(Information given)
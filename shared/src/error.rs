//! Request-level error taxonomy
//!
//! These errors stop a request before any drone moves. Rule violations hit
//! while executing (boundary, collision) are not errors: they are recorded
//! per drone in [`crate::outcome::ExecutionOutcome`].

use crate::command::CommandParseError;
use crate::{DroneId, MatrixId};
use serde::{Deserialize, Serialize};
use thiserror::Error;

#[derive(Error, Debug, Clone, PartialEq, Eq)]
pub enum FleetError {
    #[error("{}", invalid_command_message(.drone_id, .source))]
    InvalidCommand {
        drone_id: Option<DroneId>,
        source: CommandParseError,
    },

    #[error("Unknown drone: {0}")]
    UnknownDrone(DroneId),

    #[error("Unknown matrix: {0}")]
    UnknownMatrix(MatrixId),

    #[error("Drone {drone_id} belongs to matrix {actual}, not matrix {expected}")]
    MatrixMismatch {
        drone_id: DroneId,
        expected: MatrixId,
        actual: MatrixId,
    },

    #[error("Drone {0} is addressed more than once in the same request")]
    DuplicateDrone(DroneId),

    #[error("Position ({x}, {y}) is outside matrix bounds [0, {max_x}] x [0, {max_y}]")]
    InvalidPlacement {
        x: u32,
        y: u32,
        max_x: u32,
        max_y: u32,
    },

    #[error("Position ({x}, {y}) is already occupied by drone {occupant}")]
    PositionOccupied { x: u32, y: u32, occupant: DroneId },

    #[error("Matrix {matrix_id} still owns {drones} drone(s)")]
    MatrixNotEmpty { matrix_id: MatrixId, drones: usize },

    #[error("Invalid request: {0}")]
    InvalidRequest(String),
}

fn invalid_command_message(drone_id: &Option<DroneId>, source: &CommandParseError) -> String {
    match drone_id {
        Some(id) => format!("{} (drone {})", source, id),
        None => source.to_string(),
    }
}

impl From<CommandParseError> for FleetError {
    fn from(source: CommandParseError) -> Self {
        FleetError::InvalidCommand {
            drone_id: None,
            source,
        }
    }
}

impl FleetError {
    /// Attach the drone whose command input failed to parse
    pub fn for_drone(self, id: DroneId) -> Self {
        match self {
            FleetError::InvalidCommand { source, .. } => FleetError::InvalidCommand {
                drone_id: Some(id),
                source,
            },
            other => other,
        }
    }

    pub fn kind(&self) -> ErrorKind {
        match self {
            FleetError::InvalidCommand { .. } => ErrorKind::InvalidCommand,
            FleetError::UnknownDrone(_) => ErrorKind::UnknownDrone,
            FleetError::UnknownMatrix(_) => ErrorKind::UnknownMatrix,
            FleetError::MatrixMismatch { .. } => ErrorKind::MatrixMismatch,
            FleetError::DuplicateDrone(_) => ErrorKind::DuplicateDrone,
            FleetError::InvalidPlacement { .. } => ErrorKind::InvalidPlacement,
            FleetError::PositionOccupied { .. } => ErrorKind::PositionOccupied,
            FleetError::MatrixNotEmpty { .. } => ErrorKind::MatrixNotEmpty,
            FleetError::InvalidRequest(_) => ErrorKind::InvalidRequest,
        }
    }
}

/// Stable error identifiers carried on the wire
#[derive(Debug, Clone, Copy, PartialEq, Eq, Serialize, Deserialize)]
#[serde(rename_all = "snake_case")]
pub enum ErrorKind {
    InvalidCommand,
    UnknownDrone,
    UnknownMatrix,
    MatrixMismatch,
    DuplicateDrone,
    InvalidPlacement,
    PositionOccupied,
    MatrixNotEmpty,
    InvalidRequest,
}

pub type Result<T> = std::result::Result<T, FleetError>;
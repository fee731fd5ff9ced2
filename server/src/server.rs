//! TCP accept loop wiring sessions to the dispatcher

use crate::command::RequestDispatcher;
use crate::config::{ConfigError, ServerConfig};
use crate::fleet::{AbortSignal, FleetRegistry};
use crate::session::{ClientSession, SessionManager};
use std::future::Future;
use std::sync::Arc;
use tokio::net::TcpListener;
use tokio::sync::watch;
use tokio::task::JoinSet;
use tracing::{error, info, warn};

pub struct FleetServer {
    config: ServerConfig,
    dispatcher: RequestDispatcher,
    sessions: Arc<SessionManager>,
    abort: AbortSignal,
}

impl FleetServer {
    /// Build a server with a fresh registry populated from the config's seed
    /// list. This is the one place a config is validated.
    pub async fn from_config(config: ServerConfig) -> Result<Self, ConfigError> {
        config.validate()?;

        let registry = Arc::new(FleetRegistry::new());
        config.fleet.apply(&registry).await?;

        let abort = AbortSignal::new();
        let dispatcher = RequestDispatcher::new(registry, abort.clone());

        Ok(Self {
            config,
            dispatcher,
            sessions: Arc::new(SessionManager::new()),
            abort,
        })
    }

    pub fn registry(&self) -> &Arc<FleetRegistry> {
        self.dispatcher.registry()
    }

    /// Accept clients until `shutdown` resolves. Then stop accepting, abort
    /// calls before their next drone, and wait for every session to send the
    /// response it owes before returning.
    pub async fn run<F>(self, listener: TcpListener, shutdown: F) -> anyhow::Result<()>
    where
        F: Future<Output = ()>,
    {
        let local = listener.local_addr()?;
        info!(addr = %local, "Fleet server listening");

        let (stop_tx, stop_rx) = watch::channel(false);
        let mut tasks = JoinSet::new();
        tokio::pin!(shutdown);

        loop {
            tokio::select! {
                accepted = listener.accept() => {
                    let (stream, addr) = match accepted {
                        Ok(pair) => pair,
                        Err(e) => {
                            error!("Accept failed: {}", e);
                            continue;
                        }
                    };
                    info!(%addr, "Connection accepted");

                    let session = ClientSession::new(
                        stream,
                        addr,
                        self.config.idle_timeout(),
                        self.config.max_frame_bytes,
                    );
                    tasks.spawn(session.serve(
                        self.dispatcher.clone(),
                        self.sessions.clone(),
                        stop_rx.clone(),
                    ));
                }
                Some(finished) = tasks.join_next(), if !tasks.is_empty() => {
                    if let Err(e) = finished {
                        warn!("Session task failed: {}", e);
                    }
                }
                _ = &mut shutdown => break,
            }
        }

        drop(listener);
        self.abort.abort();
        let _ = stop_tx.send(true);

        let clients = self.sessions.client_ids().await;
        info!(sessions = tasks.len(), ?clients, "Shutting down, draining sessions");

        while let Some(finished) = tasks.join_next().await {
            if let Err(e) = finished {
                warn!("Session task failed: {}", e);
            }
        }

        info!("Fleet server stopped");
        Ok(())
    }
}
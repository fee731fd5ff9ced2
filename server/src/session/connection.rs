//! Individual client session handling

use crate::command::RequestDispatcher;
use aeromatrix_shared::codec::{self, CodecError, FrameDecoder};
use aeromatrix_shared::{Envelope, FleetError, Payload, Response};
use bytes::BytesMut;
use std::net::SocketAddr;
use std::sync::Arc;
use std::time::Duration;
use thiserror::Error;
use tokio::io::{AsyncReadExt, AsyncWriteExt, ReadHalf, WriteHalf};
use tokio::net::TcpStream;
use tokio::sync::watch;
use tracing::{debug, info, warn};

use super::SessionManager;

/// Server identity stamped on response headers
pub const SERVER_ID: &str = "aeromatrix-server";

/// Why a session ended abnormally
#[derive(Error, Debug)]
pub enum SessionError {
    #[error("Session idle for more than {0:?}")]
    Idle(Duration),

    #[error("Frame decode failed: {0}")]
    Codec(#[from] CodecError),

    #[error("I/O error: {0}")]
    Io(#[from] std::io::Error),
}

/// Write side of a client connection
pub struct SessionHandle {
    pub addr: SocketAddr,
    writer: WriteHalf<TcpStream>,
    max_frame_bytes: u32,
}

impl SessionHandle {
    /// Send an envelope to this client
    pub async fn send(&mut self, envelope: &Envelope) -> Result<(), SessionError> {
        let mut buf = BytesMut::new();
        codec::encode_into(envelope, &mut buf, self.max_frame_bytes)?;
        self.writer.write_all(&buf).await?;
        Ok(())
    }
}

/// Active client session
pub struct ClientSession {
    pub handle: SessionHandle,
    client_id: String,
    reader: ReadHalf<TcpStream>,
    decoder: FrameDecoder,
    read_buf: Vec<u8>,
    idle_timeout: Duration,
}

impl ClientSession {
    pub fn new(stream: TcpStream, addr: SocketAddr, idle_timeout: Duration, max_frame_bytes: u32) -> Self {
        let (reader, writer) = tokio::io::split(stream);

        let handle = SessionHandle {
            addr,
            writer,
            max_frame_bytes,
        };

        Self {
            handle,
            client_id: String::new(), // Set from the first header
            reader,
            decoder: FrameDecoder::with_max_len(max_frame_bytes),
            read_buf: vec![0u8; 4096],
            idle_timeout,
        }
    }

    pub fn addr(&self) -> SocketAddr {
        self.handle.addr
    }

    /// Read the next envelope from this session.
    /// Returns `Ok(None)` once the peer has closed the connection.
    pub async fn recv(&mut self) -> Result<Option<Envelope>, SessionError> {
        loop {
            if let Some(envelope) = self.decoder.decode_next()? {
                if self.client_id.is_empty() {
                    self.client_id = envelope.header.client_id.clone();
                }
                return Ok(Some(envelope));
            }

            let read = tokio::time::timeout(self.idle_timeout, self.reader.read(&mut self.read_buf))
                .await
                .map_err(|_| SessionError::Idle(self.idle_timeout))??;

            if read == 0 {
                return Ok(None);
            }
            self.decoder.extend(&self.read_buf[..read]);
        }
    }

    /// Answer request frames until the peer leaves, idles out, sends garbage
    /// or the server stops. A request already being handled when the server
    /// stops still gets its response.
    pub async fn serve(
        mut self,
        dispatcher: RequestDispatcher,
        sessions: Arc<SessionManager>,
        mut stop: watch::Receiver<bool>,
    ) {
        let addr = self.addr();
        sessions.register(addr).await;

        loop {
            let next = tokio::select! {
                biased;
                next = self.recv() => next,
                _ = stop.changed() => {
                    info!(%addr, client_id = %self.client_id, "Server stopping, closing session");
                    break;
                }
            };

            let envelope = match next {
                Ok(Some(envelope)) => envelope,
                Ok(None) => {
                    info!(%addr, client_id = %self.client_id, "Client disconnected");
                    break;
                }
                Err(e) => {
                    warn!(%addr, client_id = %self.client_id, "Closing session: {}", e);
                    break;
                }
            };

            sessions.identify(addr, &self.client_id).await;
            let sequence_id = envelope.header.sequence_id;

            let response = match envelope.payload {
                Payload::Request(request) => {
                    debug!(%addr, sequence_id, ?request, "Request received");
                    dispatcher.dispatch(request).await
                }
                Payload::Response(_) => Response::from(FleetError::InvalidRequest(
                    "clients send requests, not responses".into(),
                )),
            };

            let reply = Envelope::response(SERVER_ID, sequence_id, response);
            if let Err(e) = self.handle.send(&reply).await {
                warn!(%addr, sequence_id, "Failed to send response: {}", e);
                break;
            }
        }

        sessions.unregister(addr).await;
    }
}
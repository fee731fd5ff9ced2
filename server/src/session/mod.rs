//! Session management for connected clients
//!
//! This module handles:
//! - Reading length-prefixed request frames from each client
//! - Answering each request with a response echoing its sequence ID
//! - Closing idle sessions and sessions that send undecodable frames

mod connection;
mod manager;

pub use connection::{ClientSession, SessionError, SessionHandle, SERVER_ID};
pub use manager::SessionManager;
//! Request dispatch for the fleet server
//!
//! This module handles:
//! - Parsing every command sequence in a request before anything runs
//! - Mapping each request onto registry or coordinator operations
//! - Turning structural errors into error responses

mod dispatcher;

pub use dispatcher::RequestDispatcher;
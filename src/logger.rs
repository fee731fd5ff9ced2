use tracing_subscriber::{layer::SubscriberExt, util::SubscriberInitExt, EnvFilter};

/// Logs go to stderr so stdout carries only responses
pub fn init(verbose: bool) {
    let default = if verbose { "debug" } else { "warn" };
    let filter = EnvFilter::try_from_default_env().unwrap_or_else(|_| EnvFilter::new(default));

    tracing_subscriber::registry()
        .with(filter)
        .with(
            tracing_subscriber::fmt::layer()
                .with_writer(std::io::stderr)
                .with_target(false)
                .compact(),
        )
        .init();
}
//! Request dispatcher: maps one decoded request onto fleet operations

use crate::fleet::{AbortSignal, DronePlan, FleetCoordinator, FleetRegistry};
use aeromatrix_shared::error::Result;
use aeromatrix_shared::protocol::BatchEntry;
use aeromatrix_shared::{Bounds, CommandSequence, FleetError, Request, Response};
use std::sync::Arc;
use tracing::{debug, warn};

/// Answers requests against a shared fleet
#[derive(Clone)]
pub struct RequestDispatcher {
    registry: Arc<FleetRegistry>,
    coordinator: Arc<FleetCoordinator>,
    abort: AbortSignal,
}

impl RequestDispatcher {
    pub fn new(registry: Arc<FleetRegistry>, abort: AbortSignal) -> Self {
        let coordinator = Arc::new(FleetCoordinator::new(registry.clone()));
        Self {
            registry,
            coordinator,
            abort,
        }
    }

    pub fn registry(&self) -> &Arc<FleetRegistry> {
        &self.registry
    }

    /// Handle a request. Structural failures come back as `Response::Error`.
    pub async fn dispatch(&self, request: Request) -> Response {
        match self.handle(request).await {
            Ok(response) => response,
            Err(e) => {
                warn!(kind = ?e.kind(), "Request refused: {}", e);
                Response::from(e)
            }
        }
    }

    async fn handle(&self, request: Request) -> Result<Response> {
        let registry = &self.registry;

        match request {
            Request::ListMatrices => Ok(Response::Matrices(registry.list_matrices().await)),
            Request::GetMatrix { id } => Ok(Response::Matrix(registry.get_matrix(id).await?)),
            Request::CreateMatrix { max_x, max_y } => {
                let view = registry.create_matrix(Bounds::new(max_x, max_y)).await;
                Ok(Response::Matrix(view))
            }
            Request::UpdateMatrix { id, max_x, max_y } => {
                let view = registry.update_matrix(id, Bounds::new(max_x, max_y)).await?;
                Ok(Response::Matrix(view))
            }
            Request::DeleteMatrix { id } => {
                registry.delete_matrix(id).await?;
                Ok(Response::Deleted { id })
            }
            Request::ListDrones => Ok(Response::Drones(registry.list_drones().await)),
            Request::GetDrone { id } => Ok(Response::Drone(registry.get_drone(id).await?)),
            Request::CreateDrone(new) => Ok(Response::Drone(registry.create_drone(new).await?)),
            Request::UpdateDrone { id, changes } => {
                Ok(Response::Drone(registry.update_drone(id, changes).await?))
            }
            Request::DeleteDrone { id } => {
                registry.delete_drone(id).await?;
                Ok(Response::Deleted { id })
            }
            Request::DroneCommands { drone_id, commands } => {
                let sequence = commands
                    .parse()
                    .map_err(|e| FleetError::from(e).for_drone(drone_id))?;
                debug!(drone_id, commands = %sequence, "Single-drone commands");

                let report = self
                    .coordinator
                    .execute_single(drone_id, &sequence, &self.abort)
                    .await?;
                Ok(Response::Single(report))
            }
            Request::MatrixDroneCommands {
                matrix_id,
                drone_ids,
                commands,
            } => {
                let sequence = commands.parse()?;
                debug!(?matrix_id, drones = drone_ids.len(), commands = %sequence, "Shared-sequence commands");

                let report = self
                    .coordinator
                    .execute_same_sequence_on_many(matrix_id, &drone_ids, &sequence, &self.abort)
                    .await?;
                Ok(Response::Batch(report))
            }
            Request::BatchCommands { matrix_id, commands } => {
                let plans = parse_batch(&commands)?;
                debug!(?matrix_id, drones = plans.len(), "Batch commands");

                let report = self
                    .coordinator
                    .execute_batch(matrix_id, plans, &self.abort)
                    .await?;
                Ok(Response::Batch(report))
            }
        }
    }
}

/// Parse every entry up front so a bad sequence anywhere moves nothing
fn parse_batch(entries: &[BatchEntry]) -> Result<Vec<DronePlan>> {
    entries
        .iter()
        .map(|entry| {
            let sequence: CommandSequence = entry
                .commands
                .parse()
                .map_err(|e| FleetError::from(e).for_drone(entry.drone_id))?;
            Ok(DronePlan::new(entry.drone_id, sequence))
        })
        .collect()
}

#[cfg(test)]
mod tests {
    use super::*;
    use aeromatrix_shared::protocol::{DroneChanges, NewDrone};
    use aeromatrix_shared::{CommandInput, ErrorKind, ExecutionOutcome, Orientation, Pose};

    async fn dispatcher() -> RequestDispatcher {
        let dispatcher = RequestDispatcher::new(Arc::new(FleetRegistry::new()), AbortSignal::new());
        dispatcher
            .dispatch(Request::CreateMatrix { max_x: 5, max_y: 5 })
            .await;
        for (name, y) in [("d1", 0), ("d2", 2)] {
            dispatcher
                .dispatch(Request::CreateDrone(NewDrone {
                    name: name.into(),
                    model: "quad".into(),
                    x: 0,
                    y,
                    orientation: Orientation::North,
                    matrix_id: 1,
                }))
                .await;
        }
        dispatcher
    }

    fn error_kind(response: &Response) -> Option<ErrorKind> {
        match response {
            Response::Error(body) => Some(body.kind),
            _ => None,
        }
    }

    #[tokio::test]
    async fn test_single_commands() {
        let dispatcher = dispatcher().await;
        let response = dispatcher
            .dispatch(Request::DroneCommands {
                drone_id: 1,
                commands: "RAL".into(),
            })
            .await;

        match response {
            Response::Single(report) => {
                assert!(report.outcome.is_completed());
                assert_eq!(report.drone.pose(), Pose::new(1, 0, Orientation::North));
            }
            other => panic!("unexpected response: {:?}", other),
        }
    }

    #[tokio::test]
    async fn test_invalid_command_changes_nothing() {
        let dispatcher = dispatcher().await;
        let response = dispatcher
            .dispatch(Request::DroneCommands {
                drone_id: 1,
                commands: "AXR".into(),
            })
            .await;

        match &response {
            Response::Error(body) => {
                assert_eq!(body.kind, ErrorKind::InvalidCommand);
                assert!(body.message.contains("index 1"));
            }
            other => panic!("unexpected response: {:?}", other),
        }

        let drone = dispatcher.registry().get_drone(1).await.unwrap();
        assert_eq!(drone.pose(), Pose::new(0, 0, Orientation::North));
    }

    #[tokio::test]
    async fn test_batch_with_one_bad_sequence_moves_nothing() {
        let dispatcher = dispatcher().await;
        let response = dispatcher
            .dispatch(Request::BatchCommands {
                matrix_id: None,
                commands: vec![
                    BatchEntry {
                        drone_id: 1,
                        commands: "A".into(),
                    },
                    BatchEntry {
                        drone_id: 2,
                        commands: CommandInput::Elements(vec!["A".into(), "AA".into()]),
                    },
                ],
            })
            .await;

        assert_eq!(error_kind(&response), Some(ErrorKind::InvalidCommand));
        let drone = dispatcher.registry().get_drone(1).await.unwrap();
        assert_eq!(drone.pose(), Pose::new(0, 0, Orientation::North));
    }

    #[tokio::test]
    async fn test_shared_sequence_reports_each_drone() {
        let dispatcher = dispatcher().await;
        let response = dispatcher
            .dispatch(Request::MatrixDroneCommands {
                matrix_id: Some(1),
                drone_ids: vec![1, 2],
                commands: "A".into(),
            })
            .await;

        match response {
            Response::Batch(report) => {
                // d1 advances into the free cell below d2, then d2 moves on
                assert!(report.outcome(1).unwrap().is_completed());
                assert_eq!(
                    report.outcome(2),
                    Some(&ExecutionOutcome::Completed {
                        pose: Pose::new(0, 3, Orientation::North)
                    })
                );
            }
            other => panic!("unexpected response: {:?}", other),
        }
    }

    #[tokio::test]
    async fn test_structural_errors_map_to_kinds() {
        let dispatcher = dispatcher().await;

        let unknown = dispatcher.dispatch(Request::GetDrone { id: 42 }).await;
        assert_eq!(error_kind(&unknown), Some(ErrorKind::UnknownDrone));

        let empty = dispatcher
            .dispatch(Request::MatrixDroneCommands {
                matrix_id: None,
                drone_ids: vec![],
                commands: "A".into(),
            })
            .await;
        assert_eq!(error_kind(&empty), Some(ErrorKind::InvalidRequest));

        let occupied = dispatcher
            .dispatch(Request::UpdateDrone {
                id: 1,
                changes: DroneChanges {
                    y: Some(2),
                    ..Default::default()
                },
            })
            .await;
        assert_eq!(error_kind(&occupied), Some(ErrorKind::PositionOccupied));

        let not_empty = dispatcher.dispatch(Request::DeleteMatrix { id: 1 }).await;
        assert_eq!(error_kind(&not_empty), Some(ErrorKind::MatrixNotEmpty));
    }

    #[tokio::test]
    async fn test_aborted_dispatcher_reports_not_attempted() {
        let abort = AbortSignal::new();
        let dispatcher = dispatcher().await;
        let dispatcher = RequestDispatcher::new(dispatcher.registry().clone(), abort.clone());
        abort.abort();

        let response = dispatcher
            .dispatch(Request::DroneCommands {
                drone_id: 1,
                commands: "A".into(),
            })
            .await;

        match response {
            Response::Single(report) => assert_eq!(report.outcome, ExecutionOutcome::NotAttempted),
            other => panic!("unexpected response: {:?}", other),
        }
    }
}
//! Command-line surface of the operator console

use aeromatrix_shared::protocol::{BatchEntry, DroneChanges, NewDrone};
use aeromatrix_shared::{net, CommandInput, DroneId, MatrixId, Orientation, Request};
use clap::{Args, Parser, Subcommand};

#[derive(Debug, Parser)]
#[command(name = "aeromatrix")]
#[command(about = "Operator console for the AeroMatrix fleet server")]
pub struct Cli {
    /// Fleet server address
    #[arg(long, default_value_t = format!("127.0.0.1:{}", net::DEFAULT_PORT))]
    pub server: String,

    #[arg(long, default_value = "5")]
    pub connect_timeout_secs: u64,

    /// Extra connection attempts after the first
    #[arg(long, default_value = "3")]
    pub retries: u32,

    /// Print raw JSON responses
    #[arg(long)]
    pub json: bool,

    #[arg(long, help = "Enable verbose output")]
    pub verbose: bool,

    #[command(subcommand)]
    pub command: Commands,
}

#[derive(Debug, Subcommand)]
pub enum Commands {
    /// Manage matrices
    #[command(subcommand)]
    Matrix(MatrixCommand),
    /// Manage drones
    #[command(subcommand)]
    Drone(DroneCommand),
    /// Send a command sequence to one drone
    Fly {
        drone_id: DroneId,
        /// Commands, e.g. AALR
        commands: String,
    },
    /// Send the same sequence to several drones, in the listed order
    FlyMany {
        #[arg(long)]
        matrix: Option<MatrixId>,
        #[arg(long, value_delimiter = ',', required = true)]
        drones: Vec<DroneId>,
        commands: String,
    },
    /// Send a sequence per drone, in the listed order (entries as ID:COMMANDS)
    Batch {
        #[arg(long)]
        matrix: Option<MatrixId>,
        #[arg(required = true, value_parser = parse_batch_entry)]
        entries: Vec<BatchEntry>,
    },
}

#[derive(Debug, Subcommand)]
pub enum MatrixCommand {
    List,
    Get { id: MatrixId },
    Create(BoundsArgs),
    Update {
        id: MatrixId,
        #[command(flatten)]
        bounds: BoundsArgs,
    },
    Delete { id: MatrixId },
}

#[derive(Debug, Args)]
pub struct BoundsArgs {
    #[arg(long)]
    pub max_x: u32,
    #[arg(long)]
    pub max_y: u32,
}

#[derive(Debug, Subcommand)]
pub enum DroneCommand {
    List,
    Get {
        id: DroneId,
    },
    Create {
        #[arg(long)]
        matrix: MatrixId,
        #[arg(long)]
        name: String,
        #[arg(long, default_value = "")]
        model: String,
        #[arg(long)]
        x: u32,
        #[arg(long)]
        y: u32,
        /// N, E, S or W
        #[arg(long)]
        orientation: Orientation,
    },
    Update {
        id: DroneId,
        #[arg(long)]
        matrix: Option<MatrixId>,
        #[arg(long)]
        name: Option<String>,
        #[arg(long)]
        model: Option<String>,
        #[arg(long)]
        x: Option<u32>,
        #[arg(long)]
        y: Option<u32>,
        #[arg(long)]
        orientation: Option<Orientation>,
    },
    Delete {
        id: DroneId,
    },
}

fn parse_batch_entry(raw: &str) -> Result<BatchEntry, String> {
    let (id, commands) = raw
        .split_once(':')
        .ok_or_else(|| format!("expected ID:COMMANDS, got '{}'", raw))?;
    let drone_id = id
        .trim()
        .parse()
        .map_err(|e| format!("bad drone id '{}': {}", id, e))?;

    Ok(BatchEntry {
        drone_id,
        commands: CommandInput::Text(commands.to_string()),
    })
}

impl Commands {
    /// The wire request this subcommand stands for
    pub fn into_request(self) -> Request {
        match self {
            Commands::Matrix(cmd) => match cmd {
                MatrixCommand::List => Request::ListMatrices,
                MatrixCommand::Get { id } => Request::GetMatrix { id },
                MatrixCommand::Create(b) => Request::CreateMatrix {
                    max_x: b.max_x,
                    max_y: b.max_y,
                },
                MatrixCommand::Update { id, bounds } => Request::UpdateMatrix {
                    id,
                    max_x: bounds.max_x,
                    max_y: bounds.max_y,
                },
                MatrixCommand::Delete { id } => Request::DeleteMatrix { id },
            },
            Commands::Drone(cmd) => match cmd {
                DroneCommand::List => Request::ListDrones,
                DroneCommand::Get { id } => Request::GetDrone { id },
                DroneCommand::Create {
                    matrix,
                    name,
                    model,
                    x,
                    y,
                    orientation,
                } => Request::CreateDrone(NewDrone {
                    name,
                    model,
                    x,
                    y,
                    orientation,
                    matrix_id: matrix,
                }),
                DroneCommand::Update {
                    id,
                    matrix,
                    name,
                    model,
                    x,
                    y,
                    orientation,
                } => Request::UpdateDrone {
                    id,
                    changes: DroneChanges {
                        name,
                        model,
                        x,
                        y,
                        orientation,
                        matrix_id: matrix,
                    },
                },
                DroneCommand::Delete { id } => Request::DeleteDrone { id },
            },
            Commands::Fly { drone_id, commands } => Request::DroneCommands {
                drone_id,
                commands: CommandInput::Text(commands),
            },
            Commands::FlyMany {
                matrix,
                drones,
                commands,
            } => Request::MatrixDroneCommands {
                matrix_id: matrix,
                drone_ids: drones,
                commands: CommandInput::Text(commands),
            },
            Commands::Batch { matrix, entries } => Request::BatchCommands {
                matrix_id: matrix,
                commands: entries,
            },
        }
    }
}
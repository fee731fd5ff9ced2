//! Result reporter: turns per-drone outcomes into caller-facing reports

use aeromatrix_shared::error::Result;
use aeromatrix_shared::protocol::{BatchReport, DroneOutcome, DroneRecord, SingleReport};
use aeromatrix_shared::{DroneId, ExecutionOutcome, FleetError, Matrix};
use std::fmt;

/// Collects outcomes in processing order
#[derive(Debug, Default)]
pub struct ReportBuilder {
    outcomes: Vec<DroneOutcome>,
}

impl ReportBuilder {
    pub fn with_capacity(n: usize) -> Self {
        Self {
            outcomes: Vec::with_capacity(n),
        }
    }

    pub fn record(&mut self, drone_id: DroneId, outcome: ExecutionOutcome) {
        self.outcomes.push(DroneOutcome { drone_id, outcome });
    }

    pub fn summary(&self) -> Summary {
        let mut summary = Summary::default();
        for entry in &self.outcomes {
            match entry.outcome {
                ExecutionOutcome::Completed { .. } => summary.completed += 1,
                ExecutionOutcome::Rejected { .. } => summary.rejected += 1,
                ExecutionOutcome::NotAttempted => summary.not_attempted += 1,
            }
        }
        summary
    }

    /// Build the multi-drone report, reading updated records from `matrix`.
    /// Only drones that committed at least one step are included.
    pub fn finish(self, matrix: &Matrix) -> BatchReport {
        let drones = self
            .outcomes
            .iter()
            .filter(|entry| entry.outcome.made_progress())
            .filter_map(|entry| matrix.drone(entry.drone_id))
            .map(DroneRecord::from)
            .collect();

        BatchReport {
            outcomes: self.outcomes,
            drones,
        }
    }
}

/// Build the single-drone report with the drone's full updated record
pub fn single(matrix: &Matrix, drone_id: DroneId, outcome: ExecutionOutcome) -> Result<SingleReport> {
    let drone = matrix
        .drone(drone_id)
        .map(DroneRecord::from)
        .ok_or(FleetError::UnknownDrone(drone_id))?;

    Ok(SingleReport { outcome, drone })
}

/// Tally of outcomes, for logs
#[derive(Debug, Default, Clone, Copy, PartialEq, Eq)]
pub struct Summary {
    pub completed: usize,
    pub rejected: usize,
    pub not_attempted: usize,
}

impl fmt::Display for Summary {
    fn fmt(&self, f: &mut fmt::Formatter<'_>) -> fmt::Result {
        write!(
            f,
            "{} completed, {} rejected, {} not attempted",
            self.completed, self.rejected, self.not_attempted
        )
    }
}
(End Information given)
◆ Task brief ◆
A line belongs in the answer if it contains the word "until"; copy every such line from the data above.

◆ Response box ◆
    /// Accept clients until `shutdown` resolves. Then stop accepting, abort
    /// Answer request frames until the peer leaves, idles out, sends garbage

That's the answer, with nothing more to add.